Brief :: Within the entries below, find the portion that opens with the line containing "assert_eq!(sink.len(), len);" and closes with the line containing "default chunk size.". Retype that portion exactly and only.

(Dataset entries)
■ ■ ■ ■

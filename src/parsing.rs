mod parsed_url;

pub use self::parsed_url::ParsedUrl;
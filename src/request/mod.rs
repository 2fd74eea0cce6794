use std::io::prelude::*;

use http::{Method, Version};

use crate::error::{ErrorKind, Result};
use crate::parsing::ParsedUrl;

mod settings;

pub use self::settings::{Settings, DEFAULT_CHUNK_SIZE, DEFAULT_MAX_REQUEST_SIZE};

/// A `GET` request head that has been formatted and checked against the size limit.
#[derive(Debug)]
pub struct PreparedRequest {
    head: Vec<u8>,
}

impl PreparedRequest {
    /// Format the request for `url`.
    ///
    /// Fails with `ErrorKind::RequestTooLarge` when the head is longer than the configured maximum.
    pub fn new(url: &ParsedUrl, settings: &Settings) -> Result<PreparedRequest> {
        let method = Method::GET;
        let version = Version::HTTP_11;
        let target = url.request_target();

        debug!("{} {} {:?}", method.as_str(), target, version);

        let head = format!(
            "{} {} {:?}\r\nHost: {}\r\nConnection: close\r\n\r\n",
            method.as_str(),
            target,
            version,
            url.authority(),
        )
        .into_bytes();

        if head.len() > settings.max_request_size {
            return Err(ErrorKind::RequestTooLarge {
                size: head.len(),
                max: settings.max_request_size,
            }
            .into());
        }

        Ok(PreparedRequest { head })
    }

    /// Get the bytes that will be sent.
    pub fn as_bytes(&self) -> &[u8] {
        &self.head
    }

    /// Write the whole request to `writer`.
    ///
    /// Short writes are continued until every byte is out. A write that accepts nothing, or fails, is a
    /// `ErrorKind::Send` error.
    pub fn send<W>(&self, mut writer: W) -> Result<usize>
    where
        W: Write,
    {
        debug!("sending request of {} bytes", self.head.len());

        writer.write_all(&self.head).map_err(ErrorKind::Send)?;
        writer.flush().map_err(ErrorKind::Send)?;

        Ok(self.head.len())
    }
}

/// Format the request for `url` and send it over `writer`.
///
/// Nothing is written when the request is too large.
pub fn send_request<W>(writer: W, url: &ParsedUrl, settings: &Settings) -> Result<usize>
where
    W: Write,
{
    PreparedRequest::new(url, settings)?.send(writer)
}

#[cfg(test)]
mod tests {
    use std::io::{self, Write};

    use super::*;

    /// Accepts at most `limit` bytes per call.
    struct Trickle {
        written: Vec<u8>,
        limit: usize,
        calls: usize,
    }

    impl Write for Trickle {
        fn write(&mut self, buf: &[u8]) -> io::Result<usize> {
            self.calls += 1;
            let n = buf.len().min(self.limit);
            self.written.extend_from_slice(&buf[..n]);
            Ok(n)
        }

        fn flush(&mut self) -> io::Result<()> {
            Ok(())
        }
    }

    fn url(raw: &str) -> ParsedUrl {
        ParsedUrl::parse(raw).unwrap()
    }

    #[test]
    fn test_format() {
        let req = PreparedRequest::new(&url("example.com:80/index.html"), &Settings::default()).unwrap();
        assert_eq!(
            req.as_bytes(),
            &b"GET /index.html HTTP/1.1\r\nHost: example.com:80\r\nConnection: close\r\n\r\n"[..]
        );
    }

    #[test]
    fn test_format_empty_path() {
        let req = PreparedRequest::new(&url("localhost:3490/"), &Settings::default()).unwrap();
        assert_eq!(
            req.as_bytes(),
            &b"GET / HTTP/1.1\r\nHost: localhost:3490\r\nConnection: close\r\n\r\n"[..]
        );
    }

    #[test]
    fn test_request_too_large_sends_nothing() {
        let path = "a".repeat(DEFAULT_MAX_REQUEST_SIZE);
        let url = url(&format!("example.com:80/{}", path));
        let mut sink = Vec::new();

        let err = send_request(&mut sink, &url, &Settings::default()).unwrap_err();
        match err.kind() {
            ErrorKind::RequestTooLarge { size, max } => {
                assert!(size > max);
                assert_eq!(*max, DEFAULT_MAX_REQUEST_SIZE);
            }
            err => panic!("Unexpected error: {:?}", err),
        }
        assert!(sink.is_empty());
    }

    #[test]
    fn test_request_at_limit_is_sent() {
        let url = url("example.com:80/x");
        let len = PreparedRequest::new(&url, &Settings::default()).unwrap().as_bytes().len();

        let mut sink = Vec::new();
        let sent = send_request(&mut sink, &url, &Settings::default().max_request_size(len)).unwrap();
        assert_eq!(sent, len);
        assert_eq!(sink.len(), len);

        let err = send_request(Vec::new(), &url, &Settings::default().max_request_size(len - 1)).unwrap_err();
        assert!(matches!(err.kind(), ErrorKind::RequestTooLarge { .. }));
    }

    #[test]
    fn test_short_writes_are_completed() {
        let url = url("example.com:80/index.html");
        let mut writer = Trickle {
            written: Vec::new(),
            limit: 3,
            calls: 0,
        };

        let sent = send_request(&mut writer, &url, &Settings::default()).unwrap();
        let expected = PreparedRequest::new(&url, &Settings::default()).unwrap();
        assert_eq!(sent, expected.as_bytes().len());
        assert_eq!(writer.written, expected.as_bytes());
        assert!(writer.calls > 1);
    }

    #[test]
    fn test_stalled_write_is_send_error() {
        let mut writer = Trickle {
            written: Vec::new(),
            limit: 0,
            calls: 0,
        };

        let err = send_request(&mut writer, &url("example.com:80/"), &Settings::default()).unwrap_err();
        match err.kind() {
            ErrorKind::Send(err) => assert_eq!(err.kind(), io::ErrorKind::WriteZero),
            err => panic!("Unexpected error: {:?}", err),
        }
    }
}
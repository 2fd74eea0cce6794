use std::io::{self, Read, Write};

use crate::error::{ErrorKind, Result};
use crate::request::DEFAULT_CHUNK_SIZE;

/// The raw bytes coming back from the server.
///
/// Nothing is interpreted. The status line, headers and body are all passed through as they arrive.
#[derive(Debug)]
pub struct Response<R> {
    inner: R,
    chunk_size: usize,
}

impl<R> Response<R>
where
    R: Read,
{
    /// Wrap a connection, reading it in chunks of `chunk_size` bytes.
    pub fn new(inner: R, chunk_size: usize) -> Response<R> {
        Response {
            inner,
            chunk_size: chunk_size.max(1),
        }
    }

    /// Wrap a connection with the default chunk size.
    pub fn with_default_chunk_size(inner: R) -> Response<R> {
        Response::new(inner, DEFAULT_CHUNK_SIZE)
    }

    /// Copy the response to `writer` until the peer closes the connection.
    ///
    /// Every chunk is written and flushed as soon as it is read, so output starts before the transfer ends.
    /// Returns the number of bytes copied.
    pub fn write_to<W>(mut self, mut writer: W) -> Result<u64>
    where
        W: Write,
    {
        let mut buf = vec![0u8; self.chunk_size];
        let mut count = 0u64;

        loop {
            let n = match self.inner.read(&mut buf) {
                Ok(0) => break,
                Ok(n) => n,
                Err(err) if err.kind() == io::ErrorKind::Interrupted => continue,
                Err(err) => {
                    debug!("read failed after {} bytes: {}", count, err);
                    return Err(ErrorKind::Receive(err).into());
                }
            };

            trace!("received chunk of {} bytes", n);

            writer.write_all(&buf[..n]).map_err(ErrorKind::Output)?;
            writer.flush().map_err(ErrorKind::Output)?;
            count += n as u64;
        }

        debug!("peer closed the connection, {} bytes received", count);

        Ok(count)
    }

    /// Read the whole response into a `Vec` of bytes.
    pub fn bytes(self) -> Result<Vec<u8>> {
        let mut buf = Vec::new();
        self.write_to(&mut buf)?;
        Ok(buf)
    }

    /// Give back the underlying connection.
    pub fn into_inner(self) -> R {
        self.inner
    }
}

■ ■ ■ ■

Exercise output ::
        assert_eq!(sink.len(), len);

        let err = send_request(Vec::new(), &url, &Settings::default().max_request_size(len - 1)).unwrap_err();
        assert!(matches!(err.kind(), ErrorKind::RequestTooLarge { .. }));
    }

    #[test]
    fn test_short_writes_are_completed() {
        let url = url("example.com:80/index.html");
        let mut writer = Trickle {
            written: Vec::new(),
            limit: 3,
            calls: 0,
        };

        let sent = send_request(&mut writer, &url, &Settings::default()).unwrap();
        let expected = PreparedRequest::new(&url, &Settings::default()).unwrap();
        assert_eq!(sent, expected.as_bytes().len());
        assert_eq!(writer.written, expected.as_bytes());
        assert!(writer.calls > 1);
    }

    #[test]
    fn test_stalled_write_is_send_error() {
        let mut writer = Trickle {
            written: Vec::new(),
            limit: 0,
            calls: 0,
        };

        let err = send_request(&mut writer, &url("example.com:80/"), &Settings::default()).unwrap_err();
        match err.kind() {
            ErrorKind::Send(err) => assert_eq!(err.kind(), io::ErrorKind::WriteZero),
            err => panic!("Unexpected error: {:?}", err),
        }
    }
}
repository 2fd74eea0cce6794
use std::io::{self, Read, Write};

use crate::error::{ErrorKind, Result};
use crate::request::DEFAULT_CHUNK_SIZE;

/// The raw bytes coming back from the server.
///
/// Nothing is interpreted. The status line, headers and body are all passed through as they arrive.
#[derive(Debug)]
pub struct Response<R> {
    inner: R,
    chunk_size: usize,
}

impl<R> Response<R>
where
    R: Read,
{
    /// Wrap a connection, reading it in chunks of `chunk_size` bytes.
    pub fn new(inner: R, chunk_size: usize) -> Response<R> {
        Response {
            inner,
            chunk_size: chunk_size.max(1),
        }
    }

    /// Wrap a connection with the default chunk size.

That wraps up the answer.